__Provided records__:
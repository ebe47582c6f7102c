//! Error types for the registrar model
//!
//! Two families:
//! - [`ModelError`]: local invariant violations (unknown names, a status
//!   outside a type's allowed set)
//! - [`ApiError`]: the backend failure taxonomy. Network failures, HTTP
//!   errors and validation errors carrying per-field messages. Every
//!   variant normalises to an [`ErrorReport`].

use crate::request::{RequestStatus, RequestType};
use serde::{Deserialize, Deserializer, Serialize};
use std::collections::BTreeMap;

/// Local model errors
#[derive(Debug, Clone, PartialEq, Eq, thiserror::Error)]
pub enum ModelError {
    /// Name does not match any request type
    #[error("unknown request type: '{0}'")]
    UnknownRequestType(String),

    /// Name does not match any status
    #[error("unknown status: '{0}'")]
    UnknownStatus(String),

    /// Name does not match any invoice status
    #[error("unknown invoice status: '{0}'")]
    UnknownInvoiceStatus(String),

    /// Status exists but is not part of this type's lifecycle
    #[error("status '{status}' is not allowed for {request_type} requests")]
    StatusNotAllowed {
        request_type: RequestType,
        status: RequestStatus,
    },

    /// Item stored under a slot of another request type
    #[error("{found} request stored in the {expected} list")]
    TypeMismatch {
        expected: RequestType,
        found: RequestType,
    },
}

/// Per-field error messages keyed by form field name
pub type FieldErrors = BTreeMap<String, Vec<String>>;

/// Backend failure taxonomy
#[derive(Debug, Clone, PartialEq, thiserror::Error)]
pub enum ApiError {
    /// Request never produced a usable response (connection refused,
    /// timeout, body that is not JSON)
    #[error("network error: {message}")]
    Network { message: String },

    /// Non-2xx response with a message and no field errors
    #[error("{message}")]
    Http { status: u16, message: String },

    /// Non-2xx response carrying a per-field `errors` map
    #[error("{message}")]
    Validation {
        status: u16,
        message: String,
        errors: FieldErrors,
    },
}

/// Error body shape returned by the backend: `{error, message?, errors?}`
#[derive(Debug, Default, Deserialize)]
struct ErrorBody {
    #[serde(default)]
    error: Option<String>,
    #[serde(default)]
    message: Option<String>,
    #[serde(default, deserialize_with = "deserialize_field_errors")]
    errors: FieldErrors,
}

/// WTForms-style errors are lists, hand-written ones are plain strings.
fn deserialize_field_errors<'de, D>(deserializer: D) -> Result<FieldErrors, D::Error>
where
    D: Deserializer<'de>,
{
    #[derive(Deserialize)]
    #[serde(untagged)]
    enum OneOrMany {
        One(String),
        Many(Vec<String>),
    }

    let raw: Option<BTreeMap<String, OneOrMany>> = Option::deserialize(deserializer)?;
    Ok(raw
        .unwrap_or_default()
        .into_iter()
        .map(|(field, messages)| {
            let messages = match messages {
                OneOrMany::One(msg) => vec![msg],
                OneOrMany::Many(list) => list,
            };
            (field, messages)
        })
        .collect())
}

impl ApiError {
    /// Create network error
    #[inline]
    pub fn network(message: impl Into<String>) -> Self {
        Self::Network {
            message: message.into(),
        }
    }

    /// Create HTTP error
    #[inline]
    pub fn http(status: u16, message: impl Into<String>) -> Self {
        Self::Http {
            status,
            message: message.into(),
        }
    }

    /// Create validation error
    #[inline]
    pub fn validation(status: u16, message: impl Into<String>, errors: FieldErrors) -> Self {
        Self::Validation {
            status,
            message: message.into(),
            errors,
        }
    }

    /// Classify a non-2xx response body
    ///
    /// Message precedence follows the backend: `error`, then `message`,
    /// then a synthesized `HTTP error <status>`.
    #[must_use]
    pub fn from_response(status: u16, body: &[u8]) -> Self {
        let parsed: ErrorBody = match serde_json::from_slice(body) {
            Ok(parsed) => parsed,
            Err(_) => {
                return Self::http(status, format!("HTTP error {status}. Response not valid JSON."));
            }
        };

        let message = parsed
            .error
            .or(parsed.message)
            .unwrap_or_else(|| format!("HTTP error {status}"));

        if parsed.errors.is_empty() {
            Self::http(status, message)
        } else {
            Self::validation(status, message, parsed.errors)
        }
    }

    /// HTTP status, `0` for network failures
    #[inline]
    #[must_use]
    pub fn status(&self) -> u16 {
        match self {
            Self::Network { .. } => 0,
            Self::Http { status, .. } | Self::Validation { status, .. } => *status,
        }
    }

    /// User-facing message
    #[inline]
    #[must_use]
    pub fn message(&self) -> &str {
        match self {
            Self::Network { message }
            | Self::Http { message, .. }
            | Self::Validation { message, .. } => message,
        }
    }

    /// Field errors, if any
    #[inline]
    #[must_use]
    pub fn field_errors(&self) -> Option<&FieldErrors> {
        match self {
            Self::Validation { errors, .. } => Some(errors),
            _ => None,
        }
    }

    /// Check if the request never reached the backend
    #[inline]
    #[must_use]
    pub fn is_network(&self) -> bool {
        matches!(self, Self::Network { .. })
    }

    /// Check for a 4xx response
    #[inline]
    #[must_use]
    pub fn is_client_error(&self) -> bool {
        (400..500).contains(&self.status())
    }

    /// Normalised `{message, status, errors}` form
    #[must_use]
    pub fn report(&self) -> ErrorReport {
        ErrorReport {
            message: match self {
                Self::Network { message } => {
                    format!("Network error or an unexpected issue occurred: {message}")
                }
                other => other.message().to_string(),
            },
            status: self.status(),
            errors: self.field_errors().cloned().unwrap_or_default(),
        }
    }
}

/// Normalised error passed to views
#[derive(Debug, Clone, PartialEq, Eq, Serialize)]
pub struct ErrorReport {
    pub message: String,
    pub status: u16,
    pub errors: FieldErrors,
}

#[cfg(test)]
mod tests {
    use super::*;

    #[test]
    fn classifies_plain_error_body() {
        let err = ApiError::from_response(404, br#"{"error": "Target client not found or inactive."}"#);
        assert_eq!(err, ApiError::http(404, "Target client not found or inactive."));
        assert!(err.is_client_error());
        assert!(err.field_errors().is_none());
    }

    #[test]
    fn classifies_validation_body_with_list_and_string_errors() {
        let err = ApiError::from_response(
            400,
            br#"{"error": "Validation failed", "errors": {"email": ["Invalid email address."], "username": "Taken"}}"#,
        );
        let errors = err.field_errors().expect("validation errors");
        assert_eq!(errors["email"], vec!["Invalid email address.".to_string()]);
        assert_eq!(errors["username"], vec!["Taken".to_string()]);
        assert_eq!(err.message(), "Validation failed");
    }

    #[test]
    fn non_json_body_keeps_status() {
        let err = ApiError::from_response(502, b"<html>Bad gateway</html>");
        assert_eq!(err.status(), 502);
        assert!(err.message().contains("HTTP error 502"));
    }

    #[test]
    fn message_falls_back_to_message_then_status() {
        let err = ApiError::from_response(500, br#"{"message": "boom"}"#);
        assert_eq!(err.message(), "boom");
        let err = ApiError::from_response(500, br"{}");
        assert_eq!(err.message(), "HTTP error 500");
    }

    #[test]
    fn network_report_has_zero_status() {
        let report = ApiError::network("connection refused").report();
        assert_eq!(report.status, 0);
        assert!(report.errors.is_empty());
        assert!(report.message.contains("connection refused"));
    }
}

__Work required__: Gather each line in the data that holds the string "refused".

__The completed task__:
    /// Request never produced a usable response (connection refused,
        let report = ApiError::network("connection refused").report();
        assert!(report.message.contains("connection refused"));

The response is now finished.